## WORK ITEM
Where does the string "Formatter" appear in the material? Copy each line that holds it.
^^^^
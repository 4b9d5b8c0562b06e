//! Typographic filters applied to imported translations, per locale.

use std::{fmt::Display, str::FromStr};

use lazy_static::lazy_static;
use regex::Regex;

use crate::error::Error;

lazy_static! {
    /// French typography: narrow no-break space before `; ! ?`, no-break
    /// space before `:` and inside guillemets.
    static ref FRENCH_RULES: Vec<(Regex, &'static str)> = vec![
        (Regex::new(r"([^ ]) ([;!?])").unwrap(), "${1}\u{202f}${2}"),
        (Regex::new(r"([^ ]) (:)").unwrap(), "${1}\u{a0}${2}"),
        (Regex::new(r"« ([^»]+) »").unwrap(), "«\u{a0}${1}\u{a0}»"),
    ];
}

/// A named text transformation.
#[derive(Debug, Clone, Copy, PartialEq, Eq, Hash)]
pub enum Filter {
    FrenchPunctuation,
}

impl Filter {
    /// The name used in configuration files.
    pub fn name(&self) -> &'static str {
        match self {
            Filter::FrenchPunctuation => "frenchPunctuation",
        }
    }

    pub fn apply(&self, text: &str) -> String {
        match self {
            Filter::FrenchPunctuation => french_punctuation(text),
        }
    }
}

impl FromStr for Filter {
    type Err = Error;

    fn from_str(s: &str) -> Result<Self, Self::Err> {
        match s {
            "frenchPunctuation" | "french_punctuation" => Ok(Filter::FrenchPunctuation),
            _ => Err(Error::UnknownFilter(s.to_string())),
        }
    }
}

impl Display for Filter {
    fn fmt(&self, f: &mut std::fmt::Formatter<'_>) -> std::fmt::Result {
        f.write_str(self.name())
    }
}

/// Replaces regular spaces with no-break spaces where French typography
/// requires them.
pub fn french_punctuation(text: &str) -> String {
    let mut out = text.to_string();
    for (re, rep) in FRENCH_RULES.iter() {
        out = re.replace_all(&out, *rep).into_owned();
    }
    out
}

/// Applies `filters` in order.
pub fn apply_filters(text: &str, filters: &[Filter]) -> String {
    filters
        .iter()
        .fold(text.to_string(), |acc, filter| filter.apply(&acc))
}
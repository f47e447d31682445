// Copyright (c) 2025, The Ruskit Authors
// MIT License
// All rights reserved.

//! # Message Payloads
//!
//! Everything published goes through [`Payload::into_buffer`]: raw bytes pass
//! through untouched, structured values become JSON text, anything else
//! becomes its textual form. Text is always encoded as UTF-8.
//!
//! Structured values may be self-referential when built from [`SharedNode`].
//! The encoder tracks the ancestors of the node being written and drops any
//! edge that points back to one of them: a circular object member is left
//! out, a circular array element is written as `null`. No placeholder ever
//! reaches the wire.

use crate::errors::AmqpError;
use serde::Serialize;
use serde_json::{Map, Number, Value};
use std::{
    collections::BTreeMap,
    fmt,
    sync::{Arc, PoisonError, RwLock},
};

/// A value ready to be published.
#[derive(Debug, Clone)]
pub enum Payload {
    Bytes(Vec<u8>),
    Text(String),
    Json(Value),
    Shared(SharedNode),
}

impl Payload {
    /// Serializes any serde value into a JSON payload.
    pub fn json<T: Serialize + ?Sized>(value: &T) -> Result<Payload, AmqpError> {
        serde_json::to_value(value)
            .map(Payload::Json)
            .map_err(|err| AmqpError::ParsePayloadError(err.to_string()))
    }

    /// Whether the payload is encoded as a JSON document.
    pub fn is_structured(&self) -> bool {
        match self {
            Payload::Json(value) => value.is_object() || value.is_array() || value.is_null(),
            Payload::Shared(node) => {
                matches!(node, SharedNode::Array(_) | SharedNode::Object(_))
            }
            _ => false,
        }
    }

    /// Converts the payload into the bytes written on the wire.
    pub fn into_buffer(self) -> Vec<u8> {
        match self {
            Payload::Bytes(bytes) => bytes,
            Payload::Text(text) => text.into_bytes(),
            Payload::Json(Value::String(text)) => text.into_bytes(),
            Payload::Json(value) => value.to_string().into_bytes(),
            Payload::Shared(SharedNode::String(text)) => text.into_bytes(),
            Payload::Shared(node) => safe_stringify(&node).into_bytes(),
        }
    }
}

impl From<Vec<u8>> for Payload {
    fn from(bytes: Vec<u8>) -> Self {
        Payload::Bytes(bytes)
    }
}

impl From<&[u8]> for Payload {
    fn from(bytes: &[u8]) -> Self {
        Payload::Bytes(bytes.to_vec())
    }
}

impl From<String> for Payload {
    fn from(text: String) -> Self {
        Payload::Text(text)
    }
}

impl From<&str> for Payload {
    fn from(text: &str) -> Self {
        Payload::Text(text.to_owned())
    }
}

impl From<Value> for Payload {
    fn from(value: Value) -> Self {
        Payload::Json(value)
    }
}

impl From<SharedNode> for Payload {
    fn from(node: SharedNode) -> Self {
        Payload::Shared(node)
    }
}

type Shared<T> = Arc<RwLock<T>>;

/// A JSON-like value whose arrays and objects are shared handles.
///
/// Cloning a container clones the handle, so a node can be inserted into
/// itself or into one of its descendants. Such cycles keep the nodes alive
/// until an edge is removed.
#[derive(Clone)]
pub enum SharedNode {
    Null,
    Bool(bool),
    Number(Number),
    String(String),
    Array(Shared<Vec<SharedNode>>),
    Object(Shared<BTreeMap<String, SharedNode>>),
}

impl SharedNode {
    pub fn object() -> SharedNode {
        SharedNode::Object(Arc::new(RwLock::new(BTreeMap::new())))
    }

    pub fn array() -> SharedNode {
        SharedNode::Array(Arc::new(RwLock::new(Vec::new())))
    }

    /// Sets `key` on an object node. Returns `false` if the node is not an object.
    pub fn insert(&self, key: &str, value: impl Into<SharedNode>) -> bool {
        let SharedNode::Object(map) = self else {
            return false;
        };

        map.write()
            .unwrap_or_else(PoisonError::into_inner)
            .insert(key.to_owned(), value.into());
        true
    }

    /// Removes `key` from an object node, breaking any cycle through it.
    pub fn remove(&self, key: &str) -> Option<SharedNode> {
        let SharedNode::Object(map) = self else {
            return None;
        };

        map.write()
            .unwrap_or_else(PoisonError::into_inner)
            .remove(key)
    }

    /// Appends to an array node. Returns `false` if the node is not an array.
    pub fn push(&self, value: impl Into<SharedNode>) -> bool {
        let SharedNode::Array(items) = self else {
            return false;
        };

        items
            .write()
            .unwrap_or_else(PoisonError::into_inner)
            .push(value.into());
        true
    }

    /// Identity of a container node, used to detect cycles.
    fn address(&self) -> Option<usize> {
        match self {
            SharedNode::Array(items) => Some(Arc::as_ptr(items) as *const () as usize),
            SharedNode::Object(map) => Some(Arc::as_ptr(map) as *const () as usize),
            _ => None,
        }
    }
}

impl fmt::Debug for SharedNode {
    fn fmt(&self, f: &mut fmt::Formatter<'_>) -> fmt::Result {
        write!(f, "SharedNode({})", safe_stringify(self))
    }
}

impl From<Value> for SharedNode {
    fn from(value: Value) -> Self {
        match value {
            Value::Null => SharedNode::Null,
            Value::Bool(b) => SharedNode::Bool(b),
            Value::Number(n) => SharedNode::Number(n),
            Value::String(s) => SharedNode::String(s),
            Value::Array(items) => SharedNode::Array(Arc::new(RwLock::new(
                items.into_iter().map(SharedNode::from).collect(),
            ))),
            Value::Object(map) => SharedNode::Object(Arc::new(RwLock::new(
                map.into_iter()
                    .map(|(k, v)| (k, SharedNode::from(v)))
                    .collect(),
            ))),
        }
    }
}

impl From<&str> for SharedNode {
    fn from(text: &str) -> Self {
        SharedNode::String(text.to_owned())
    }
}

impl From<String> for SharedNode {
    fn from(text: String) -> Self {
        SharedNode::String(text)
    }
}

impl From<bool> for SharedNode {
    fn from(b: bool) -> Self {
        SharedNode::Bool(b)
    }
}

impl From<i64> for SharedNode {
    fn from(n: i64) -> Self {
        SharedNode::Number(Number::from(n))
    }
}

/// Encodes a node as JSON text, dropping circular edges.
pub fn safe_stringify(node: &SharedNode) -> String {
    let mut ancestors = Vec::new();

    decycle(node, &mut ancestors)
        .unwrap_or(Value::Null)
        .to_string()
}

/// Returns `None` when `node` is one of its own ancestors.
fn decycle(node: &SharedNode, ancestors: &mut Vec<usize>) -> Option<Value> {
    if let Some(address) = node.address() {
        if ancestors.contains(&address) {
            return None;
        }
    }

    let value = match node {
        SharedNode::Null => Value::Null,
        SharedNode::Bool(b) => Value::Bool(*b),
        SharedNode::Number(n) => Value::Number(n.clone()),
        SharedNode::String(s) => Value::String(s.clone()),
        SharedNode::Array(items) => {
            // snapshot so no lock is held while descending into a possible cycle
            let items = items.read().unwrap_or_else(PoisonError::into_inner).clone();
            ancestors.extend(node.address());

            let values = items
                .iter()
                .map(|item| decycle(item, ancestors).unwrap_or(Value::Null))
                .collect();

            ancestors.pop();
            Value::Array(values)
        }
        SharedNode::Object(map) => {
            let entries = map.read().unwrap_or_else(PoisonError::into_inner).clone();
            ancestors.extend(node.address());

            let mut out = Map::new();
            for (key, child) in &entries {
                if let Some(value) = decycle(child, ancestors) {
                    out.insert(key.clone(), value);
                }
            }

            ancestors.pop();
            Value::Object(out)
        }
    };

    Some(value)
}
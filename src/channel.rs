// Copyright (c) 2025, The Ruskit Authors
// MIT License
// All rights reserved.

//! # AMQP Channel Session
//!
//! This module hosts every protocol operation the crate offers. A
//! [`ChannelSession`] owns one [`ConnectionSession`] and at most one channel
//! over it; both are opened lazily by the first operation and reused after.
//!
//! Operations issued one after the other by the same caller reach the broker
//! in issue order. The session is meant to be built once at process start,
//! passed to whoever needs it, and torn down with [`ChannelSession::shutdown`].
//!
//! ```no_run
//! # async fn run() -> Result<(), rabbitmq_session::errors::AmqpError> {
//! use rabbitmq_session::{
//!     channel::ChannelSession, config::RabbitConfig, delivery::Message,
//!     publisher::PublishOptions, queue::QueueOptions,
//! };
//! use serde_json::json;
//!
//! let session = ChannelSession::new(&RabbitConfig::from_env())?;
//!
//! session.declare_queue("orders", &QueueOptions::default()).await?;
//! session
//!     .publish_to_queue("orders", json!({"id": 1}), &PublishOptions::default())
//!     .await?;
//!
//! let handle = session
//!     .consume("orders", |msg: Message| async move { msg.ack(false).await })
//!     .await?;
//!
//! session.cancel(&handle).await?;
//! session.shutdown().await
//! # }
//! ```

use crate::{
    config::RabbitConfig,
    connection::ConnectionSession,
    consumer::{self, ConsumeHandle, MessageHandler},
    errors::AmqpError,
    exchange::{ExchangeInfo, ExchangeKind, ExchangeOptions},
    otel,
    payload::Payload,
    publisher::{PublishOptions, JSON_CONTENT_TYPE},
    queue::{QueueInfo, QueueOptions},
    transport::{BrokerChannel, BrokerConnection, Connector},
};
use std::sync::{
    atomic::{AtomicBool, Ordering},
    Arc,
};
use tokio::sync::Mutex;
use tracing::{debug, error};
use uuid::Uuid;

/// Lazily established, memoized channel plus the protocol operations run on it.
pub struct ChannelSession {
    connection: ConnectionSession,
    channel: Mutex<Option<Arc<dyn BrokerChannel>>>,
    // cancel flags of the consumers running on the current channel
    consumers: Mutex<Vec<Arc<AtomicBool>>>,
}

impl ChannelSession {
    /// Creates a session that talks to the broker through lapin.
    ///
    /// Fails with `ConfigurationError` before any network activity when the
    /// configuration is incomplete.
    pub fn new(cfg: &RabbitConfig) -> Result<ChannelSession, AmqpError> {
        Ok(Self::from_connection(ConnectionSession::new(cfg)?))
    }

    /// Creates a session that opens its connection through `connector`.
    pub fn with_connector(
        cfg: &RabbitConfig,
        connector: Arc<dyn Connector>,
    ) -> Result<ChannelSession, AmqpError> {
        Ok(Self::from_connection(ConnectionSession::with_connector(
            cfg, connector,
        )?))
    }

    pub fn from_connection(connection: ConnectionSession) -> ChannelSession {
        ChannelSession {
            connection,
            channel: Mutex::new(None),
            consumers: Mutex::new(Vec::new()),
        }
    }

    pub async fn has_channel(&self) -> bool {
        self.channel.lock().await.is_some()
    }

    /// Returns the memoized connection, opening it on first use.
    pub async fn connection(&self) -> Result<Arc<dyn BrokerConnection>, AmqpError> {
        self.connection.connect().await
    }

    /// Returns the memoized channel, opening the connection and the channel on first use.
    pub async fn channel(&self) -> Result<Arc<dyn BrokerChannel>, AmqpError> {
        let mut guard = self.channel.lock().await;

        if let Some(channel) = guard.as_ref() {
            return Ok(channel.clone());
        }

        let conn = self.connection.connect().await?;

        debug!("creating amqp channel...");
        let channel = match conn.create_channel().await {
            Ok(c) => c,
            Err(err) => {
                error!(error = err.to_string(), "error to create the channel");
                return Err(err);
            }
        };
        debug!("channel created");

        *guard = Some(channel.clone());
        Ok(channel)
    }

    /// Declares a queue, creating it if it does not exist.
    ///
    /// # Returns
    /// The queue name with its current message and consumer counts
    pub async fn declare_queue(
        &self,
        name: &str,
        options: &QueueOptions,
    ) -> Result<QueueInfo, AmqpError> {
        let channel = self.channel().await?;

        debug!("creating queue: {}", name);
        match channel.queue_declare(name, options).await {
            Err(err) => {
                error!(error = err.to_string(), name, "error to declare the queue");
                Err(err)
            }
            Ok(info) => {
                debug!("queue: {} was created", name);
                Ok(info)
            }
        }
    }

    /// Publishes `payload` straight to the queue `name` through the default exchange.
    ///
    /// # Returns
    /// Whether the broker accepted the write. `false` asks the caller to slow
    /// down; nothing is retried here.
    pub async fn publish_to_queue(
        &self,
        name: &str,
        payload: impl Into<Payload>,
        options: &PublishOptions,
    ) -> Result<bool, AmqpError> {
        self.publish("", name, payload.into(), options).await
    }

    /// Declares an exchange, creating it if it does not exist.
    pub async fn declare_exchange(
        &self,
        name: &str,
        kind: impl Into<ExchangeKind>,
        options: &ExchangeOptions,
    ) -> Result<ExchangeInfo, AmqpError> {
        let channel = self.channel().await?;
        let kind = kind.into();

        debug!("creating exchange: {} ({})", name, kind);
        match channel.exchange_declare(name, &kind, options).await {
            Err(err) => {
                error!(error = err.to_string(), name, "error to declare the exchange");
                Err(err)
            }
            Ok(info) => {
                debug!("exchange: {} was created", name);
                Ok(info)
            }
        }
    }

    /// Binds `queue` to `exchange`.
    ///
    /// Pass [`crate::exchange::DEFAULT_BINDING_PATTERN`] to receive everything
    /// from a fanout exchange. On direct and topic exchanges the empty pattern
    /// only matches messages published with an empty routing key.
    pub async fn bind_queue(
        &self,
        queue: &str,
        exchange: &str,
        pattern: &str,
    ) -> Result<(), AmqpError> {
        let channel = self.channel().await?;

        debug!(
            "binding queue: {} to the exchange: {} with the key: {}",
            queue, exchange, pattern
        );
        if let Err(err) = channel.queue_bind(queue, exchange, pattern).await {
            error!(error = err.to_string(), "error to bind queue to exchange");
            return Err(err);
        }

        Ok(())
    }

    /// Publishes `payload` to `exchange` with `routing_key`.
    ///
    /// The options are honored exactly as in [`ChannelSession::publish_to_queue`].
    pub async fn publish_to_exchange(
        &self,
        exchange: &str,
        routing_key: &str,
        payload: impl Into<Payload>,
        options: &PublishOptions,
    ) -> Result<bool, AmqpError> {
        self.publish(exchange, routing_key, payload.into(), options)
            .await
    }

    async fn publish(
        &self,
        exchange: &str,
        routing_key: &str,
        payload: Payload,
        options: &PublishOptions,
    ) -> Result<bool, AmqpError> {
        let channel = self.channel().await?;

        let mut options = options.clone();
        if options.content_type.is_none() && payload.is_structured() {
            options.content_type = Some(JSON_CONTENT_TYPE.to_owned());
        }
        if options.message_id.is_none() {
            options.message_id = Some(Uuid::new_v4().to_string());
        }
        otel::inject_current_context(&mut options.headers);

        let body = payload.into_buffer();

        match channel.publish(exchange, routing_key, &body, &options).await {
            Err(err) => {
                error!(error = err.to_string(), "error publishing message");
                Err(err)
            }
            Ok(accepted) => {
                if !accepted {
                    debug!(exchange, routing_key, "broker did not accept the message");
                }
                Ok(accepted)
            }
        }
    }

    /// Acknowledges every unacknowledged delivery received on the channel.
    pub async fn ack_all_pending(&self) -> Result<(), AmqpError> {
        self.channel().await?.ack_all().await
    }

    /// Rejects every unacknowledged delivery received on the channel.
    pub async fn nack_all_pending(&self, requeue: bool) -> Result<(), AmqpError> {
        self.channel().await?.nack_all(requeue).await
    }

    /// Limits the number of unacknowledged deliveries the broker sends to this channel.
    pub async fn prefetch(&self, count: u16) -> Result<(), AmqpError> {
        self.channel().await?.qos(count).await
    }

    /// Starts consuming `queue`.
    ///
    /// `handler` is called once per delivery, in delivery order, with the
    /// delivery wrapped in a [`crate::delivery::Message`].
    ///
    /// # Returns
    /// A handle carrying the consumer tag, usable with [`ChannelSession::cancel`]
    pub async fn consume(
        &self,
        queue: &str,
        handler: impl MessageHandler + 'static,
    ) -> Result<ConsumeHandle, AmqpError> {
        let channel = self.channel().await?;
        let consumer_tag = format!("{}-{}", queue, Uuid::new_v4());

        let deliveries = channel.consume(queue, &consumer_tag).await?;
        debug!(queue, consumer_tag = consumer_tag.as_str(), "consumer created");

        let handle = consumer::spawn(
            queue,
            &consumer_tag,
            channel,
            deliveries,
            Arc::new(handler),
        );
        self.consumers.lock().await.push(handle.cancel_flag());

        Ok(handle)
    }

    /// Cancels the consumer behind `handle`. Its task then ends without error.
    ///
    /// Fails with `ChannelError` when the session has no open channel, which
    /// is the case after [`ChannelSession::close_channel`].
    pub async fn cancel(&self, handle: &ConsumeHandle) -> Result<(), AmqpError> {
        let Some(channel) = self.channel.lock().await.clone() else {
            return Err(AmqpError::ChannelError("channel is closed".to_owned()));
        };

        // the consumer stream may end before the broker's cancel-ok is returned
        handle.mark_cancelled();
        if let Err(err) = channel.cancel(handle.consumer_tag()).await {
            error!(error = err.to_string(), "error to cancel the consumer");
            handle.clear_cancelled();
            return Err(err);
        }

        let flag = handle.cancel_flag();
        self.consumers
            .lock()
            .await
            .retain(|f| !Arc::ptr_eq(f, &flag));
        Ok(())
    }

    /// Closes the channel if one is open. Safe to call at any time.
    ///
    /// Consumers running on the channel stop without error.
    pub async fn close_channel(&self) -> Result<(), AmqpError> {
        let Some(channel) = self.channel.lock().await.take() else {
            return Ok(());
        };

        for flag in self.consumers.lock().await.drain(..) {
            flag.store(true, Ordering::SeqCst);
        }

        debug!("closing amqp channel...");
        match channel.close().await {
            Err(err) => {
                error!(error = err.to_string(), "failure to close the channel");
                Err(err)
            }
            _ => {
                debug!("amqp channel closed");
                Ok(())
            }
        }
    }

    /// Closes the connection if one is established. Safe to call at any time.
    pub async fn close_connection(&self) -> Result<(), AmqpError> {
        self.connection.close().await
    }

    /// Closes the channel, then the connection.
    ///
    /// The connection close is attempted even when closing the channel fails;
    /// the first error is returned.
    pub async fn shutdown(&self) -> Result<(), AmqpError> {
        let channel = self.close_channel().await;
        let connection = self.close_connection().await;

        channel.and(connection)
    }
}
^^^^
## ANSWER TO THE PROBLEM
    fn fmt(&self, f: &mut std::fmt::Formatter<'_>) -> std::fmt::Result {
    fn fmt(&self, f: &mut fmt::Formatter<'_>) -> fmt::Result {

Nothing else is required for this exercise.